Records shown >>

#####

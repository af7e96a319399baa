//! # SQLite database methods
//!
//! This module contains "low-level" SQLite database interactions.
//!
//! All these interactions are maintained by simple functions (rather than stateful structs) that accept a
//! `&mut SqliteConnection` argument. Callers can obtain a connection from a pool, or create an atomic transaction as
//! the need arises and call through to the functions without any other changes.
use std::{env, str::FromStr};

use log::info;
use sqlx::{
    sqlite::{SqliteConnectOptions, SqlitePoolOptions},
    Error as SqlxError,
    SqlitePool,
};

pub mod orders;
pub mod payments;
pub mod users;

const SQLITE_DB_URL: &str = "sqlite://data/parts_store.db";

pub fn db_url() -> String {
    let result = env::var("PMS_DATABASE_URL").unwrap_or_else(|_| {
        info!("PMS_DATABASE_URL is not set. Using the default.");
        SQLITE_DB_URL.to_string()
    });
    info!("Using database URL: {result}");
    result
}

pub async fn new_pool(url: &str, max_connections: u32) -> Result<SqlitePool, SqlxError> {
    let options = SqliteConnectOptions::from_str(url)?.create_if_missing(true);
    let pool = SqlitePoolOptions::new().max_connections(max_connections).connect_with(options).await?;
    Ok(pool)
}
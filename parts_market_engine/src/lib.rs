//! # Parts Market Engine
//!
//! The engine holds the storage and business logic for the marketplace's order and payment subsystem. It is
//! transport-agnostic; the HTTP server sits on top of the APIs exported here.
//!
//! The library is divided into two main sections:
//! 1. Database management and control. SQLite is the supported backend. You should never need to access the
//!    database directly; use the public API layer instead. The exception is the data types used in the database,
//!    which are defined in the [`db_types`] module and are public.
//! 2. The public API layer: [`AuthApi`] for identity records and role questions, [`AccountApi`] for read-only
//!    queries, and [`OrderFlowApi`] for the order lifecycle (submission and payment settlement). Backends implement
//!    the [`traits`] to plug into these APIs, which is also how the server's endpoint tests substitute mocks.
pub mod db_types;
mod market_api;
pub mod traits;

#[cfg(feature = "sqlite")]
mod sqlite;

#[cfg(feature = "sqlite")]
pub use sqlite::SqliteDatabase;

pub use market_api::{
    accounts_api::AccountApi,
    auth_api::AuthApi,
    order_flow_api::OrderFlowApi,
    order_objects,
};
pub use traits::{AccountApiError, AuthApiError, OrderFlowError};
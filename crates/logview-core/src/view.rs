//! Render-window support
//!
//! Flattens the state into the row order a grouped, virtualized list
//! displays. Line positions count lines of open sections only, matching
//! the positions recorded in [`SearchState::lines_with_results`].
//!
//! [`SearchState::lines_with_results`]: crate::types::SearchState::lines_with_results

use crate::types::{LogLine, LogViewState, SectionState, UnitKey};

/// One displayable row
#[derive(Debug, Clone, PartialEq, Eq)]
pub enum Row<'a> {
    /// Section header, shown for every section
    Header {
        /// Section key
        key: &'a UnitKey,
        /// Section state
        section: &'a SectionState,
    },
    /// Line of an open section
    Line {
        /// Owning section
        key: &'a UnitKey,
        /// Index within the section
        index: usize,
        /// Position across all open sections
        position: usize,
        /// The line
        line: &'a LogLine,
    },
}

/// Every row in render order.
#[must_use]
pub fn rows(state: &LogViewState) -> Vec<Row<'_>> {
    let mut out = Vec::new();
    let mut position = 0usize;
    for (key, section) in state.sections() {
        out.push(Row::Header { key, section });
        if !section.is_open {
            continue;
        }
        for (index, line) in section.data.iter().enumerate() {
            out.push(Row::Line {
                key,
                index,
                position,
                line,
            });
            position += 1;
        }
    }
    out
}

/// Rows `start..start + len`, clamped to what exists.
#[must_use]
pub fn window(state: &LogViewState, start: usize, len: usize) -> Vec<Row<'_>> {
    rows(state).into_iter().skip(start).take(len).collect()
}

/// Visible line count per section, in declaration order.
#[must_use]
pub fn group_counts(state: &LogViewState) -> Vec<usize> {
    state
        .sections()
        .map(|(_, s)| if s.is_open { s.data.len() } else { 0 })
        .collect()
}

/// Row index of the line at `position`, for scrolling to a search hit.
#[must_use]
pub fn row_of_position(state: &LogViewState, position: usize) -> Option<usize> {
    rows(state).iter().position(|row| {
        matches!(row, Row::Line { position: p, .. } if *p == position)
    })
}
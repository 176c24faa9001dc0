//! Token gate
//!
//! Both fetchers need a bearer token that an external collaborator
//! resolves eventually. The gate polls the provider's cached value on a
//! fixed delay until it appears or the caller is cancelled; a missing
//! token is never reported as an error.

use crate::error::FetchError;
use async_trait::async_trait;
use parking_lot::RwLock;
use std::fmt::Debug;
use std::sync::Arc;
use std::time::Duration;
use tokio_util::sync::CancellationToken;

/// Source of the authorization token
#[async_trait]
pub trait TokenProvider: Send + Sync + Debug {
    /// Token if already resolved
    fn cached_token(&self) -> Option<String>;

    /// Ask the provider to resolve a token; completion does not imply
    /// success
    async fn refresh(&self) {}
}

/// Token held in memory, set by whoever acquires it
#[derive(Debug, Default)]
pub struct SharedToken {
    inner: RwLock<Option<String>>,
}

impl SharedToken {
    /// Create with an optional initial token
    #[must_use]
    pub fn new(token: Option<String>) -> Self {
        Self {
            inner: RwLock::new(token),
        }
    }

    /// Publish a token
    pub fn set(&self, token: impl Into<String>) {
        *self.inner.write() = Some(token.into());
    }

    /// Forget the token
    pub fn clear(&self) {
        *self.inner.write() = None;
    }
}

#[async_trait]
impl TokenProvider for SharedToken {
    fn cached_token(&self) -> Option<String> {
        self.inner.read().clone().filter(|t| !t.is_empty())
    }
}

/// Waits for a token on behalf of the fetchers
#[derive(Debug, Clone)]
pub struct TokenGate {
    provider: Arc<dyn TokenProvider>,
    retry_delay: Duration,
}

impl TokenGate {
    /// Create gate over a provider
    #[must_use]
    pub fn new(provider: Arc<dyn TokenProvider>, retry_delay: Duration) -> Self {
        Self {
            provider,
            retry_delay,
        }
    }

    /// Token if available right now
    #[inline]
    #[must_use]
    pub fn try_token(&self) -> Option<String> {
        self.provider.cached_token()
    }

    /// Wait until a token is available.
    ///
    /// The first miss asks the provider to refresh; every miss sleeps for
    /// the retry delay before polling again.
    ///
    /// # Errors
    /// Returns [`FetchError::Cancelled`] once `cancel` fires.
    pub async fn wait_for_token(&self, cancel: &CancellationToken) -> Result<String, FetchError> {
        let mut attempts = 0u32;
        loop {
            if cancel.is_cancelled() {
                return Err(FetchError::Cancelled);
            }
            if let Some(token) = self.provider.cached_token() {
                if attempts > 0 {
                    tracing::debug!(attempts, "token became available");
                }
                return Ok(token);
            }

            if attempts == 0 {
                tokio::select! {
                    () = cancel.cancelled() => return Err(FetchError::Cancelled),
                    () = self.provider.refresh() => {}
                }
                if let Some(token) = self.provider.cached_token() {
                    return Ok(token);
                }
            }

            attempts = attempts.saturating_add(1);
            tracing::debug!(attempts, delay_ms = self.retry_delay.as_millis(), "token not ready, retrying");
            tokio::select! {
                () = cancel.cancelled() => return Err(FetchError::Cancelled),
                () = tokio::time::sleep(self.retry_delay) => {}
            }
        }
    }
}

#####

Problem to solve >> What lines in the material above include "SqliteConnectOptions"? Copy every one of them.

Exercise answer >>
    sqlite::{SqliteConnectOptions, SqlitePoolOptions},
    let options = SqliteConnectOptions::from_str(url)?.create_if_missing(true);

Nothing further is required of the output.